◆ **Input**
--*--
//! Build and step wire model.
//!
//! Mirrors the JSON the build master's JSON interface serves, keeping only
//! the fields the gatekeeper cares about. Parsing is deliberately lenient: a
//! build missing expected fields is treated as unfinished with empty steps
//! rather than failing the whole scan.

use std::collections::{BTreeMap, BTreeSet};

use serde::{Deserialize, Serialize};

use crate::properties::PropValue;

/// Build/step result codes used by the master.
pub mod results {
    pub const SUCCESS: i64 = 0;
    pub const WARNINGS: i64 = 1;
    pub const FAILURE: i64 = 2;
    pub const SKIPPED: i64 = 3;
    pub const EXCEPTION: i64 = 4;
    pub const RETRY: i64 = 5;
}

/// True when a result code counts as a failure. Exception and retry are
/// infrastructure noise, not build failures.
pub fn is_failure(code: i64) -> bool {
    code == results::FAILURE
}

/// One step inside a build.
#[derive(Debug, Clone, Serialize, Deserialize)]
pub struct Step {
    pub name: String,
    #[serde(rename = "isFinished", default)]
    pub is_finished: bool,
    /// Result code; absent while the step is running. The master serves
    /// either a bare integer or a `[code, text]` pair.
    #[serde(default, deserialize_with = "result_code_lenient")]
    pub results: Option<i64>,
    #[serde(default)]
    pub text: Vec<String>,
    #[serde(default)]
    pub logs: Vec<serde_json::Value>,
    #[serde(default)]
    pub urls: serde_json::Value,
    #[serde(default)]
    pub times: Vec<Option<f64>>,
}

impl Step {
    pub fn result_code(&self) -> i64 {
        self.results.unwrap_or(results::SUCCESS)
    }
}

fn result_code_lenient<'de, D>(deserializer: D) -> Result<Option<i64>, D::Error>
where
    D: serde::Deserializer<'de>,
{
    let value = serde_json::Value::deserialize(deserializer)?;
    Ok(match value {
        serde_json::Value::Number(n) => n.as_i64(),
        serde_json::Value::Array(items) => items.first().and_then(|v| v.as_i64()),
        _ => None,
    })
}

/// A source change implicated in a build.
#[derive(Debug, Clone, Serialize, Deserialize)]
pub struct Change {
    #[serde(default)]
    pub who: Option<String>,
    #[serde(default)]
    pub revision: Option<serde_json::Value>,
    #[serde(default)]
    pub comments: Option<String>,
    #[serde(default)]
    pub when: Option<f64>,
}

/// One numbered build on a builder.
#[derive(Debug, Clone, Serialize, Deserialize)]
pub struct Build {
    #[serde(rename = "builderName", default)]
    pub builder_name: String,
    #[serde(default)]
    pub number: u64,
    #[serde(default)]
    pub steps: Vec<Step>,
    /// Overall result; set once the build finishes.
    #[serde(default)]
    pub results: Option<i64>,
    /// Property triples [name, value, source] as the master serves them.
    #[serde(default)]
    pub properties: Vec<serde_json::Value>,
    #[serde(default)]
    pub blame: Vec<String>,
    #[serde(rename = "sourceStamp", default)]
    pub source_stamp: SourceStamp,
    /// [start, end]; end is null while running.
    #[serde(default)]
    pub times: Vec<Option<f64>>,
    #[serde(default)]
    pub reason: Option<String>,
}

#[derive(Debug, Clone, Default, Serialize, Deserialize)]
pub struct SourceStamp {
    #[serde(default)]
    pub changes: Vec<Change>,
}

impl Build {
    /// A build is finished once it carries an overall result.
    pub fn is_finished(&self) -> bool {
        self.results.is_some()
    }

    pub fn start_time(&self) -> Option<f64> {
        self.times.first().copied().flatten()
    }

    /// Names of steps that have finished.
    pub fn finished_steps(&self) -> BTreeSet<String> {
        self.steps
            .iter()
            .filter(|s| s.is_finished)
            .map(|s| s.name.clone())
            .collect()
    }

    /// Names of finished steps whose result is not a failure.
    pub fn successful_steps(&self) -> BTreeSet<String> {
        self.steps
            .iter()
            .filter(|s| s.is_finished && !is_failure(s.result_code()))
            .map(|s| s.name.clone())
            .collect()
    }

    /// Flatten the master's [name, value, source] property triples into a map.
    pub fn property_map(&self) -> BTreeMap<String, PropValue> {
        let mut map = BTreeMap::new();
        for triple in &self.properties {
            if let Some(arr) = triple.as_array() {
                if let Some(name) = arr.first().and_then(|v| v.as_str()) {
                    let value = arr.get(1).map(PropValue::from_json).unwrap_or(PropValue::Null);
                    map.insert(name.to_string(), value);
                }
            }
        }
        map
    }

    pub fn property(&self, name: &str) -> Option<PropValue> {
        self.property_map().remove(name)
    }
}

/// Identifies one build on one master for keying and logging.
#[derive(Debug, Clone, PartialEq, Eq, Hash)]
pub struct BuildKey {
    pub master: String,
    pub builder: String,
    pub number: u64,
}

impl std::fmt::Display for BuildKey {
    fn fmt(&self, f: &mut std::fmt::Formatter<'_>) -> std::fmt::Result {
        write!(f, "{}/{}/{}", self.master, self.builder, self.number)
    }
}

/// A fetched build paired with where it came from.
#[derive(Debug, Clone)]
pub struct BuildTuple {
    pub build: Build,
    pub master: String,
    pub builder: String,
    pub number: u64,
}

impl BuildTuple {
    pub fn key(&self) -> BuildKey {
        BuildKey {
            master: self.master.clone(),
            builder: self.builder.clone(),
            number: self.number,
        }
    }
}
--*--
Repeat the listing above exactly, every line of it.

//! Build and step wire model.
//!
//! Mirrors the JSON the build master's JSON interface serves, keeping only
//! the fields the gatekeeper cares about. Parsing is deliberately lenient: a
//! build missing expected fields is treated as unfinished with empty steps
//! rather than failing the whole scan.

use std::collections::{BTreeMap, BTreeSet};

use serde::{Deserialize, Serialize};

use crate::properties::PropValue;

/// Build/step result codes used by the master.
pub mod results {
    pub const SUCCESS: i64 = 0;
    pub const WARNINGS: i64 = 1;
    pub const FAILURE: i64 = 2;
    pub const SKIPPED: i64 = 3;
    pub const EXCEPTION: i64 = 4;
    pub const RETRY: i64 = 5;
}

/// True when a result code counts as a failure. Exception and retry are
/// infrastructure noise, not build failures.
pub fn is_failure(code: i64) -> bool {
    code == results::FAILURE
}

/// One step inside a build.
#[derive(Debug, Clone, Serialize, Deserialize)]
pub struct Step {
    pub name: String,
    #[serde(rename = "isFinished", default)]
    pub is_finished: bool,
    /// Result code; absent while the step is running. The master serves
    /// either a bare integer or a `[code, text]` pair.
    #[serde(default, deserialize_with = "result_code_lenient")]
    pub results: Option<i64>,
    #[serde(default)]
    pub text: Vec<String>,
    #[serde(default)]
    pub logs: Vec<serde_json::Value>,
    #[serde(default)]
    pub urls: serde_json::Value,
    #[serde(default)]
    pub times: Vec<Option<f64>>,
}

impl Step {
    pub fn result_code(&self) -> i64 {
        self.results.unwrap_or(results::SUCCESS)
    }
}

fn result_code_lenient<'de, D>(deserializer: D) -> Result<Option<i64>, D::Error>
where
    D: serde::Deserializer<'de>,
{
    let value = serde_json::Value::deserialize(deserializer)?;
    Ok(match value {
        serde_json::Value::Number(n) => n.as_i64(),
        serde_json::Value::Array(items) => items.first().and_then(|v| v.as_i64()),
        _ => None,
    })
}

/// A source change implicated in a build.
#[derive(Debug, Clone, Serialize, Deserialize)]
pub struct Change {
    #[serde(default)]
    pub who: Option<String>,
    #[serde(default)]
    pub revision: Option<serde_json::Value>,
    #[serde(default)]
    pub comments: Option<String>,
    #[serde(default)]
    pub when: Option<f64>,
}

/// One numbered build on a builder.
#[derive(Debug, Clone, Serialize, Deserialize)]
pub struct Build {
    #[serde(rename = "builderName", default)]
    pub builder_name: String,
    #[serde(default)]
    pub number: u64,
    #[serde(default)]
    pub steps: Vec<Step>,
    /// Overall result; set once the build finishes.
    #[serde(default)]
    pub results: Option<i64>,
    /// Property triples [name, value, source] as the master serves them.
    #[serde(default)]
    pub properties: Vec<serde_json::Value>,
    #[serde(default)]
    pub blame: Vec<String>,
    #[serde(rename = "sourceStamp", default)]
    pub source_stamp: SourceStamp,
    /// [start, end]; end is null while running.
    #[serde(default)]
    pub times: Vec<Option<f64>>,
    #[serde(default)]
    pub reason: Option<String>,
}

#[derive(Debug, Clone, Default, Serialize, Deserialize)]
pub struct SourceStamp {
    #[serde(default)]
    pub changes: Vec<Change>,
}

impl Build {
    /// A build is finished once it carries an overall result.
    pub fn is_finished(&self) -> bool {
        self.results.is_some()
    }

    pub fn start_time(&self) -> Option<f64> {
        self.times.first().copied().flatten()
    }

    /// Names of steps that have finished.
    pub fn finished_steps(&self) -> BTreeSet<String> {
        self.steps
            .iter()
            .filter(|s| s.is_finished)
            .map(|s| s.name.clone())
            .collect()
    }

    /// Names of finished steps whose result is not a failure.
    pub fn successful_steps(&self) -> BTreeSet<String> {
        self.steps
            .iter()
            .filter(|s| s.is_finished && !is_failure(s.result_code()))
            .map(|s| s.name.clone())
            .collect()
    }

    /// Flatten the master's [name, value, source] property triples into a map.
    pub fn property_map(&self) -> BTreeMap<String, PropValue> {
        let mut map = BTreeMap::new();
        for triple in &self.properties {
            if let Some(arr) = triple.as_array() {
                if let Some(name) = arr.first().and_then(|v| v.as_str()) {
                    let value = arr.get(1).map(PropValue::from_json).unwrap_or(PropValue::Null);
                    map.insert(name.to_string(), value);
                }
            }
        }
        map
    }

    pub fn property(&self, name: &str) -> Option<PropValue> {
        self.property_map().remove(name)
    }
}

/// Identifies one build on one master for keying and logging.
#[derive(Debug, Clone, PartialEq, Eq, Hash)]
pub struct BuildKey {
    pub master: String,
    pub builder: String,
    pub number: u64,
}

impl std::fmt::Display for BuildKey {
    fn fmt(&self, f: &mut std::fmt::Formatter<'_>) -> std::fmt::Result {
        write!(f, "{}/{}/{}", self.master, self.builder, self.number)
    }
}

/// A fetched build paired with where it came from.
#[derive(Debug, Clone)]
pub struct BuildTuple {
    pub build: Build,
    pub master: String,
    pub builder: String,
    pub number: u64,
}

impl BuildTuple {
    pub fn key(&self) -> BuildKey {
        BuildKey {
            master: self.master.clone(),
            builder: self.builder.clone(),
            number: self.number,
        }
    }
}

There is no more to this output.